The claimant quit because she received a reprimand. The claimant failed to prove that the reprimand was unreasonable or that it was given in a degrading, insulting or harassing manner. The claimant voluntarily quit without good cause or valid circumstances. Daughton v. Oxford Realty Services Corporation, 414-BR-91.
The claimant requested four days off and the employer would only agree to give her three days off. The employer's actions were reasonable given all the circumstances, including the claimant's failure to get a relief supervisor for the fourth day. After the employer refused the claimant's request, the claimant walked off the job and quit. The claimant quit without good cause or valid circumstances. Hebron v. Montgomery General Hospital, 78-BR-87.
The claimant voluntarily quit her job because she was uncomfortable with her supervisor’s conversation with her. The supervisor implied that the claimant was involved in an investigation concerning when or how certain narcotics were missing from her cart. The claimant was also uncomfortable with her supervisor’s statements about the claimant’s nursing license being at stake. The Board found that this was insufficient reason for good cause or valid circumstances. Adams v. SSC Glen Burnie North Arundel Operating Company LLC, 2825-BR-12.

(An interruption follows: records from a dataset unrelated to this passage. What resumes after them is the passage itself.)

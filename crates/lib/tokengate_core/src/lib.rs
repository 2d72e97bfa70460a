//! # tokengate_core
//!
//! Core credential, client and token logic for Tokengate.

pub mod auth;
pub mod clock;
pub mod db;
pub mod migrate;
pub mod models;
pub mod seed;

/// Returns the crate version.
pub fn version() -> &'static str {
    env!("CARGO_PKG_VERSION")
}

#[cfg(test)]
mod tests {
    use super::*;

    #[test]
    fn version_is_not_empty() {
        assert!(!version().is_empty());
    }
}
//! Application error types.
//!
//! Every authentication failure is collapsed here into a fixed external
//! shape. Raw internal errors are logged by `into_response` and never sent.

use axum::{
    Json,
    http::StatusCode,
    response::{IntoResponse, Response},
};
use thiserror::Error;
use tokengate_core::auth::AuthError;
use tracing::{debug, error};

use crate::models::OAuthErrorResponse;

/// Convenience alias for handler return types.
pub type AppResult<T> = Result<T, AppError>;

const INVALID_REQUEST_DESC: &str = "The request is missing a required parameter, includes an \
     invalid parameter value, includes a parameter more than once, or is otherwise malformed";
const INVALID_CLIENT_DESC: &str = "Client authentication failed";
const INVALID_GRANT_DESC: &str = "The provided authorization grant or resource owner \
     credentials are invalid";
const UNSUPPORTED_GRANT_TYPE_DESC: &str =
    "The authorization grant type is not supported by the authorization server";
const SERVER_ERROR_DESC: &str = "The authorization server encountered an unexpected condition \
     that prevented it from fulfilling the request";

/// Body returned for a missing or malformed bearer credential.
pub const MISSING_TOKEN_MSG: &str = "missing access token";
/// Body returned for an unknown or expired bearer token.
pub const INVALID_TOKEN_MSG: &str = "invalid access token";

/// Application-level errors with HTTP status mapping.
#[derive(Debug, Error)]
pub enum AppError {
    /// Detail is logged, not returned.
    #[error("Invalid request: {0}")]
    InvalidRequest(String),

    #[error("Invalid client")]
    InvalidClient,

    #[error("Invalid grant")]
    InvalidGrant,

    #[error("Unsupported grant type: {0}")]
    UnsupportedGrantType(String),

    #[error("Missing bearer token")]
    MissingToken,

    #[error("Unauthorized")]
    Unauthorized,

    #[error("Internal server error")]
    Internal(String),
}

impl AppError {
    fn oauth(status: StatusCode, error: &str, description: &str) -> Response {
        let body = Json(OAuthErrorResponse {
            error: error.to_string(),
            error_description: description.to_string(),
        });
        (status, body).into_response()
    }
}

impl IntoResponse for AppError {
    fn into_response(self) -> Response {
        match &self {
            AppError::Internal(detail) => error!("Internal Error: {detail}"),
            other => debug!("Response Error: {other}"),
        }

        match self {
            AppError::InvalidRequest(_) => {
                Self::oauth(StatusCode::BAD_REQUEST, "invalid_request", INVALID_REQUEST_DESC)
            }
            AppError::InvalidClient => {
                Self::oauth(StatusCode::BAD_REQUEST, "invalid_client", INVALID_CLIENT_DESC)
            }
            AppError::InvalidGrant => {
                Self::oauth(StatusCode::BAD_REQUEST, "invalid_grant", INVALID_GRANT_DESC)
            }
            AppError::UnsupportedGrantType(_) => Self::oauth(
                StatusCode::BAD_REQUEST,
                "unsupported_grant_type",
                UNSUPPORTED_GRANT_TYPE_DESC,
            ),
            AppError::MissingToken => (StatusCode::BAD_REQUEST, MISSING_TOKEN_MSG).into_response(),
            AppError::Unauthorized => (StatusCode::BAD_REQUEST, INVALID_TOKEN_MSG).into_response(),
            AppError::Internal(_) => Self::oauth(
                StatusCode::INTERNAL_SERVER_ERROR,
                "server_error",
                SERVER_ERROR_DESC,
            ),
        }
    }
}

impl From<AuthError> for AppError {
    fn from(e: AuthError) -> Self {
        match e {
            AuthError::MalformedRequest(msg) => AppError::InvalidRequest(msg),
            AuthError::ClientRejected => AppError::InvalidClient,
            AuthError::UserRejected | AuthError::Mismatch => AppError::InvalidGrant,
            AuthError::TokenNotFound | AuthError::TokenExpired => AppError::Unauthorized,
            AuthError::HashingFailure(msg) | AuthError::Internal(msg) => AppError::Internal(msg),
            AuthError::DbError(e) => AppError::Internal(e.to_string()),
        }
    }
}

The claimant voluntarily quit during a meeting. Prior to the meeting during which the claimant quit, the employer had no intention of reprimanding her, disciplining her or warning her. The employer simply wanted to discuss a situation which had occurred the previous day. The claimant reacted out of proportion to the scope and subject of the meeting, without a justifiable reason. The claimant made no attempt to resolve whatever grievance she had. She did not exhaust the alternatives available to her, but quit abruptly, immediately regretting that decision and attempting to rescind the resignation. The claimant may suffer from anxiety and this certainly may have exacerbated the situation. However, this does not establish valid circumstances when the claimant made no attempt to resolve the problem prior to quitting. Comegys v. Baltimore County, Maryland, 85-BR-13.